1. Maturity Date. Subject to acceleration or earlier payment as provided for elsewhere in this Note, the Maker shall pay to the Holder on October 1, 2007 (the “Maturity Date”), the entire unpaid principal balance of this Note, plus all accrued and unpaid interest through and including the Maturity Date.
2. Demand Principal Payments. Commencing on October 1, 2003 and on October 1 of each following year prior to the Maturity Date, the Holder shall have the right, exercisable at its option, to demand the payment of up to twenty percent (20%) of the original principal balance of this Note (each a “Demand Principal Payment”). In order to exercise its right to a Demand Principal Payment, the Holder shall deliver to the Maker written notice of its intent to so exercise its right on or before July 1 of each relevant year (each a “Demand Principal Payment Notice”). Each Demand Principal Payment Notice shall include the name of the Holder and the amount of the Demand Principal Payment to be made. The Maker shall have no obligation to make any Demand Principal Payment for any year in which it has not received a Demand Principal Payment Notice conforming to the preceding sentence on or before July 1 of that year. Each Demand Principal Payment will reduce the principal balance of this Note by the amount of such Demand Principal Payment.
3. Interest. Interest on the unpaid principal balance existing from time to time under this Note or the Original Note shall accrue at the rate of ten percent (10%) per annum. Interest shall be calculated on the basis of actual daily balances of outstanding principal for the exact number of days the principal remains outstanding and shall be computed on the basis of a 365-day year. Commencing on October 1, 2003, and on October 1 of each following year prior to the Maturity Date, the Holder shall have the right, exercisable at its option, to demand the payment of up to one hundred percent (100%) of the accrued and unpaid interest as of such date (each a “Demand Interest Payment”). In order to exercise its right to a Demand Interest Payment, the Holder shall deliver to the Maker written notice of its intent to so exercise its right on or before July 1 of each relevant year.
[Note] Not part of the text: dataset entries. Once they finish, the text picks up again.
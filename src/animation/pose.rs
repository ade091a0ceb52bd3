use super::{
    sampler::{lerp, sample, slerp},
    types::{Animation, AnimationFrame},
};
use crate::{
    arm_error::ArmError,
    skeleton::{Joint, Skeleton},
    skin::SkinningMatrices,
    util,
};
use log::error;
use nalgebra_glm as glm;

/// What to evaluate a pose from
#[derive(Clone, Copy, Debug)]
pub enum PoseInput<'a> {
    /// One clip at one time
    Single { clip: &'a Animation, time: f32 },
    /// Two clips, each at its own time, blended by `factor` in `[0, 1]`.
    /// The sampled transforms are blended, not the keyframes.
    Blend {
        from: &'a Animation,
        from_time: f32,
        to: &'a Animation,
        to_time: f32,
        factor: f32,
    },
    /// The skeleton's bind pose
    BindPose,
}

/// Translation, rotation and scale of one joint relative to its parent
#[derive(Clone, Copy, Debug, PartialEq)]
pub struct LocalTransform {
    pub translation: glm::Vec3,
    pub rotation: glm::Quat,
    pub scale: glm::Vec3,
}

impl LocalTransform {
    /// The joint's bind pose
    #[must_use]
    pub const fn bind(joint: &Joint) -> Self {
        Self {
            translation: joint.translation,
            rotation: joint.rotation,
            scale: joint.scale,
        }
    }

    /// Samples a frame at `time`. Channels without keys use the bind pose.
    #[must_use]
    pub fn sample(frame: &AnimationFrame, joint: &Joint, time: f32) -> Self {
        Self {
            translation: sample(&frame.translation, time, joint.translation),
            rotation: sample(&frame.rotation, time, joint.rotation),
            scale: sample(&frame.scale, time, joint.scale),
        }
    }

    /// Blends towards `other`. Translation and scale are interpolated
    /// linearly and rotation spherically.
    #[must_use]
    pub fn blend(&self, other: &Self, factor: f32) -> Self {
        Self {
            translation: lerp(&self.translation, &other.translation, factor),
            rotation: slerp(&self.rotation, &other.rotation, factor),
            scale: lerp(&self.scale, &other.scale, factor),
        }
    }

    /// Composes `T * R * S`
    #[must_use]
    pub fn to_matrix(&self) -> glm::Mat4 {
        util::compose(&self.translation, &self.rotation, &self.scale)
    }
}

/// Looks up the frame for a joint, which must exist
fn frame_for<'a>(
    clip: &'a Animation,
    joint: &Joint,
    index: usize,
) -> Result<&'a AnimationFrame, ArmError> {
    clip.frame(index).ok_or_else(|| {
        error!("clip {} has no frame for joint {}", clip.name(), joint.name);
        ArmError::MissingChannel {
            clip: clip.name().to_string(),
            joint: joint.name.clone(),
        }
    })
}

/// Calculates the local transform of one joint
fn local_transform(
    input: &PoseInput,
    joint: &Joint,
    index: usize,
) -> Result<LocalTransform, ArmError> {
    match *input {
        PoseInput::Single { clip, time } => Ok(LocalTransform::sample(
            frame_for(clip, joint, index)?,
            joint,
            time,
        )),
        PoseInput::Blend {
            from,
            from_time,
            to,
            to_time,
            factor,
        } => {
            let a = LocalTransform::sample(
                frame_for(from, joint, index)?,
                joint,
                from_time,
            );
            let b = LocalTransform::sample(
                frame_for(to, joint, index)?,
                joint,
                to_time,
            );
            Ok(a.blend(&b, factor))
        }
        PoseInput::BindPose => Ok(LocalTransform::bind(joint)),
    }
}

// Call with a root joint to recursively calculate joint world transforms.
// The parent is always written before its children.
fn traverse(
    skeleton: &Skeleton,
    input: &PoseInput,
    index: usize,
    parent: &glm::Mat4,
    output: &mut SkinningMatrices,
) -> Result<(), ArmError> {
    let Some(joint) = skeleton.joint(index) else {
        error!("joint index {} not in skeleton {}", index, skeleton.name());
        return Err(ArmError::JointIndexOutOfRange(index));
    };

    let world = parent * local_transform(input, joint, index)?.to_matrix();

    // Keyed by original index, not hierarchy index
    if let Some(slot) = output.as_mut_slice().get_mut(joint.original_index) {
        *slot = world;
    }

    for child in &joint.children {
        traverse(skeleton, input, *child, &world, output)?;
    }
    Ok(())
}

/// Evaluates the joint to model space matrices for a pose
///
/// `output` is resized to the skeleton's joint count and every entry is
/// written at the joint's original index.
///
/// # Errors
/// Returns `ArmError::MissingChannel` if a clip has no frame for a joint. The
/// contents of `output` must not be used in that case.
pub fn evaluate(
    skeleton: &Skeleton,
    input: &PoseInput,
    output: &mut SkinningMatrices,
) -> Result<(), ArmError> {
    output.reset(skeleton.joint_count());
    for root in skeleton.roots() {
        let parent = skeleton
            .joint(*root)
            .map_or_else(glm::Mat4::identity, |j| j.root_offset);
        traverse(skeleton, input, *root, &parent, output)?;
    }
    Ok(())
}

/// Evaluates the bind pose
///
/// # Errors
/// Only fails for a malformed skeleton, which `SkeletonBuilder` prevents.
pub fn bind_pose(
    skeleton: &Skeleton,
    output: &mut SkinningMatrices,
) -> Result<(), ArmError> {
    evaluate(skeleton, &PoseInput::BindPose, output)
}

#[cfg(test)]
mod tests {
    use super::{bind_pose, evaluate, PoseInput};
    use crate::{
        animation::{Channel, ClipBuilder, Interpolation},
        arm_error::ArmError,
        skeleton::{JointDesc, Skeleton, SkeletonBuilder},
        skin::{export, SkinningMatrices},
    };
    use nalgebra_glm as glm;

    const EPSILON: f32 = 0.0005;

    fn mat_eq(a: &glm::Mat4, b: &glm::Mat4) -> bool {
        let c = glm::equal_columns_eps(a, b, EPSILON);
        c.x && c.y && c.z && c.w
    }

    /// Two joints listed child first
    fn chain() -> Skeleton {
        SkeletonBuilder::new("chain")
            .joint(
                JointDesc::new("tip", Some(1))
                    .translation(glm::vec3(0.0, 1.0, 0.0)),
            )
            .joint(
                JointDesc::new("root", None)
                    .translation(glm::vec3(2.0, 0.0, 0.0)),
            )
            .build()
            .unwrap()
    }

    fn slide(x: f32) -> Channel<glm::Vec3> {
        Channel::new(
            Interpolation::Linear,
            vec![0.0, 1.0],
            vec![glm::vec3(2.0, 0.0, 0.0), glm::vec3(2.0 + x, 0.0, 0.0)],
        )
        .unwrap()
    }

    #[test]
    fn bind_pose_world() {
        let skeleton = chain();
        let mut output = SkinningMatrices::new();
        bind_pose(&skeleton, &mut output).unwrap();
        assert_eq!(output.count(), 2);
        // Original index 0 is the tip
        let tip = glm::translation(&glm::vec3(2.0, 1.0, 0.0));
        let root = glm::translation(&glm::vec3(2.0, 0.0, 0.0));
        assert!(mat_eq(output.get(0).unwrap(), &tip));
        assert!(mat_eq(output.get(1).unwrap(), &root));
    }

    #[test]
    fn single_clip() {
        let skeleton = chain();
        let clip = ClipBuilder::new("slide")
            .translation("root", slide(4.0))
            .fill_bind_pose()
            .build(&skeleton)
            .unwrap();
        let mut output = SkinningMatrices::new();
        let input = PoseInput::Single {
            clip: &clip,
            time: 0.5,
        };
        evaluate(&skeleton, &input, &mut output).unwrap();
        let tip = glm::translation(&glm::vec3(4.0, 1.0, 0.0));
        assert!(mat_eq(output.get(0).unwrap(), &tip));
    }

    #[test]
    fn blended_clips() {
        let skeleton = chain();
        let near = ClipBuilder::new("near")
            .translation("root", slide(2.0))
            .fill_bind_pose()
            .build(&skeleton)
            .unwrap();
        let far = ClipBuilder::new("far")
            .translation("root", slide(6.0))
            .fill_bind_pose()
            .build(&skeleton)
            .unwrap();
        let mut output = SkinningMatrices::new();
        let input = PoseInput::Blend {
            from: &near,
            from_time: 1.0,
            to: &far,
            to_time: 1.0,
            factor: 0.25,
        };
        evaluate(&skeleton, &input, &mut output).unwrap();
        // 4 + 0.25 * (8 - 4)
        let root = glm::translation(&glm::vec3(5.0, 0.0, 0.0));
        assert!(mat_eq(output.get(1).unwrap(), &root));
    }

    #[test]
    fn missing_frame_is_an_error() {
        let skeleton = chain();
        let clip = ClipBuilder::new("partial")
            .translation("root", slide(1.0))
            .build(&skeleton)
            .unwrap();
        let mut output = SkinningMatrices::new();
        let input = PoseInput::Single {
            clip: &clip,
            time: 0.0,
        };
        let r = evaluate(&skeleton, &input, &mut output);
        assert!(matches!(r, Err(ArmError::MissingChannel { .. })));
    }

    #[test]
    fn root_offset_moves_whole_pose() {
        let offset = glm::translation(&glm::vec3(5.0, 0.0, 0.0))
            * glm::scaling(&glm::vec3(2.0, 2.0, 2.0));
        let skeleton = SkeletonBuilder::new("placed")
            .joint(
                JointDesc::new("tip", Some(1))
                    .translation(glm::vec3(0.0, 1.0, 0.0)),
            )
            .joint(
                JointDesc::new("root", None)
                    .translation(glm::vec3(2.0, 0.0, 0.0))
                    .root_offset(offset),
            )
            .build()
            .unwrap();

        let mut world = SkinningMatrices::new();
        bind_pose(&skeleton, &mut world).unwrap();
        let mut palette = SkinningMatrices::new();
        export(&skeleton, &world, &mut palette).unwrap();
        for m in palette.as_slice() {
            assert!(mat_eq(m, &glm::Mat4::identity()));
        }

        // Animated root is still placed under the offset
        let clip = ClipBuilder::new("slide")
            .translation("root", slide(4.0))
            .fill_bind_pose()
            .build(&skeleton)
            .unwrap();
        let input = PoseInput::Single {
            clip: &clip,
            time: 1.0,
        };
        evaluate(&skeleton, &input, &mut world).unwrap();
        let root = glm::translation(&glm::vec3(17.0, 0.0, 0.0))
            * glm::scaling(&glm::vec3(2.0, 2.0, 2.0));
        assert!(mat_eq(world.get(1).unwrap(), &root));
        let tip = glm::translation(&glm::vec3(17.0, 2.0, 0.0))
            * glm::scaling(&glm::vec3(2.0, 2.0, 2.0));
        assert!(mat_eq(world.get(0).unwrap(), &tip));
    }

    #[test]
    fn output_is_resized() {
        let skeleton = chain();
        let mut output = SkinningMatrices::with_count(7);
        bind_pose(&skeleton, &mut output).unwrap();
        assert_eq!(output.count(), skeleton.joint_count());
    }
}
use super::{blend::AnimationTask, pose, types::Animation};
use crate::{
    arm_error::ArmError,
    skeleton::Skeleton,
    skin::{self, SkinningMatrices},
    types::{CharacterId, JointRef, SkinId, TaskId},
};
use log::error;
use nalgebra_glm as glm;

/// The task that `Animator::tick` plays for a character, with its blend
/// coordinates
#[derive(Copy, Clone, Debug, PartialEq)]
struct ActiveTask {
    task: TaskId,
    x: f32,
    y: f32,
}

/// Animation state of one live character
///
/// `pose` holds the joint to model space matrices from the last call to
/// `play` and `skinned` the matching skinning matrices. Both are indexed by
/// original joint index. A track owns all of its mutable state.
#[derive(Clone, Debug)]
pub struct AnimationTrack {
    character: CharacterId,
    skin: SkinId,
    tasks: Vec<AnimationTask>,
    pose: SkinningMatrices,
    skinned: SkinningMatrices,
    fresh: bool,
    active: Option<ActiveTask>,
}

impl AnimationTrack {
    #[must_use]
    pub fn new(
        character: CharacterId,
        skin: SkinId,
        joint_count: usize,
    ) -> Self {
        Self {
            character,
            skin,
            tasks: Vec::new(),
            pose: SkinningMatrices::with_count(joint_count),
            skinned: SkinningMatrices::with_count(joint_count),
            fresh: false,
            active: None,
        }
    }

    #[must_use]
    pub const fn character(&self) -> CharacterId {
        self.character
    }

    #[must_use]
    pub const fn skin(&self) -> SkinId {
        self.skin
    }

    pub fn add_task(&mut self, task: AnimationTask) -> TaskId {
        self.tasks.push(task);
        TaskId(self.tasks.len() - 1)
    }

    #[must_use]
    pub fn task(&self, task: TaskId) -> Option<&AnimationTask> {
        self.tasks.get(task.0)
    }

    pub fn task_mut(&mut self, task: TaskId) -> Option<&mut AnimationTask> {
        self.tasks.get_mut(task.0)
    }

    #[must_use]
    pub fn task_count(&self) -> usize {
        self.tasks.len()
    }

    /// Advances one task by `dt` and evaluates the pose
    ///
    /// The pose is only marked ready for export if evaluation succeeds.
    ///
    /// # Errors
    /// Returns `ArmError::UnknownTask` for a task not in this track and any
    /// error from playing the task.
    pub fn play(
        &mut self,
        skeleton: &Skeleton,
        clips: &[Animation],
        task: TaskId,
        x: f32,
        y: f32,
        dt: f32,
    ) -> Result<(), ArmError> {
        self.fresh = false;
        let Some(t) = self.tasks.get_mut(task.0) else {
            error!("{} has no task {}", self.character, task.0);
            return Err(ArmError::UnknownTask(task.0));
        };
        t.play(skeleton, clips, x, y, dt, &mut self.pose)?;
        self.fresh = true;
        Ok(())
    }

    /// Evaluates the bind pose
    ///
    /// # Errors
    /// Only fails for a malformed skeleton.
    pub fn rest(&mut self, skeleton: &Skeleton) -> Result<(), ArmError> {
        self.fresh = false;
        pose::bind_pose(skeleton, &mut self.pose)?;
        self.fresh = true;
        Ok(())
    }

    /// Sets the task for `tick` to play with its blend coordinates. `None`
    /// holds the character in its bind pose.
    pub fn set_active(&mut self, task: Option<TaskId>, x: f32, y: f32) {
        self.active = task.map(|task| ActiveTask { task, x, y });
    }

    #[must_use]
    pub fn active(&self) -> Option<TaskId> {
        self.active.map(|a| a.task)
    }

    /// Plays the active task, or the bind pose without one
    ///
    /// # Errors
    /// Same as `play`.
    pub fn tick(
        &mut self,
        skeleton: &Skeleton,
        clips: &[Animation],
        dt: f32,
    ) -> Result<(), ArmError> {
        match self.active {
            Some(active) => {
                self.play(skeleton, clips, active.task, active.x, active.y, dt)
            }
            None => self.rest(skeleton),
        }
    }

    /// True if the pose was evaluated successfully by the last call to
    /// `play`, `rest` or `tick`
    #[must_use]
    pub const fn is_fresh(&self) -> bool {
        self.fresh
    }

    /// Joint to model space matrices, indexed by original joint index
    #[must_use]
    pub const fn pose(&self) -> &SkinningMatrices {
        &self.pose
    }

    /// Calculates the skinning matrices for the current pose
    ///
    /// # Errors
    /// Returns `ArmError::PoseNotReady` if the last evaluation failed or
    /// nothing has been evaluated yet.
    pub fn export(
        &mut self,
        skeleton: &Skeleton,
    ) -> Result<&SkinningMatrices, ArmError> {
        if !self.fresh {
            error!("{} has no evaluated pose to export", self.character);
            return Err(ArmError::PoseNotReady);
        }
        skin::export(skeleton, &self.pose, &mut self.skinned)?;
        Ok(&self.skinned)
    }

    /// Gets the joint to model space matrix of one joint in the current pose
    ///
    /// # Errors
    /// Returns `ArmError::UnknownJoint` or `ArmError::JointIndexOutOfRange`
    /// if the joint is not in the skeleton and `ArmError::PoseNotReady` if
    /// there is no evaluated pose.
    pub fn bone_location(
        &self,
        skeleton: &Skeleton,
        joint: &JointRef,
    ) -> Result<glm::Mat4, ArmError> {
        let original_index = match joint {
            JointRef::Name(name) => skeleton
                .find(name)
                .and_then(|index| skeleton.joint(index))
                .map(|j| j.original_index)
                .ok_or_else(|| {
                    error!("{} has no joint {}", skeleton.name(), name);
                    ArmError::UnknownJoint(name.clone())
                })?,
            JointRef::Index(index) => {
                if *index >= skeleton.joint_count() {
                    error!("{} has no joint index {}", skeleton.name(), index);
                    return Err(ArmError::JointIndexOutOfRange(*index));
                }
                *index
            }
        };
        if !self.fresh {
            error!("{} has no evaluated pose", self.character);
            return Err(ArmError::PoseNotReady);
        }
        self.pose.get(original_index).copied().ok_or_else(|| {
            error!("{} pose has no joint {}", self.character, original_index);
            ArmError::PoseNotReady
        })
    }
}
Each Demand Interest Payment Notice shall include the name of the Holder and the amount of the Demand Interest Payment to be made; provided, however, that any Demand Interest Payment Notice for a single year may be delivered as part of a Demand Principal Payment Notice delivered that same year (each an “Demand Interest Payment Notice”). The Maker shall have no obligation to pay any Demand Interest Payment for any year in which it has not received a Demand Interest Payment Notice conforming to the preceding sentence on or before July 1 of that year. Each Demand Interest Payment will reduce the amount of the accrued and unpaid interest. Subject to acceleration or earlier payment as provided for elsewhere in this Note, all accrued and unpaid interest shall be due and payable on the Maturity Date.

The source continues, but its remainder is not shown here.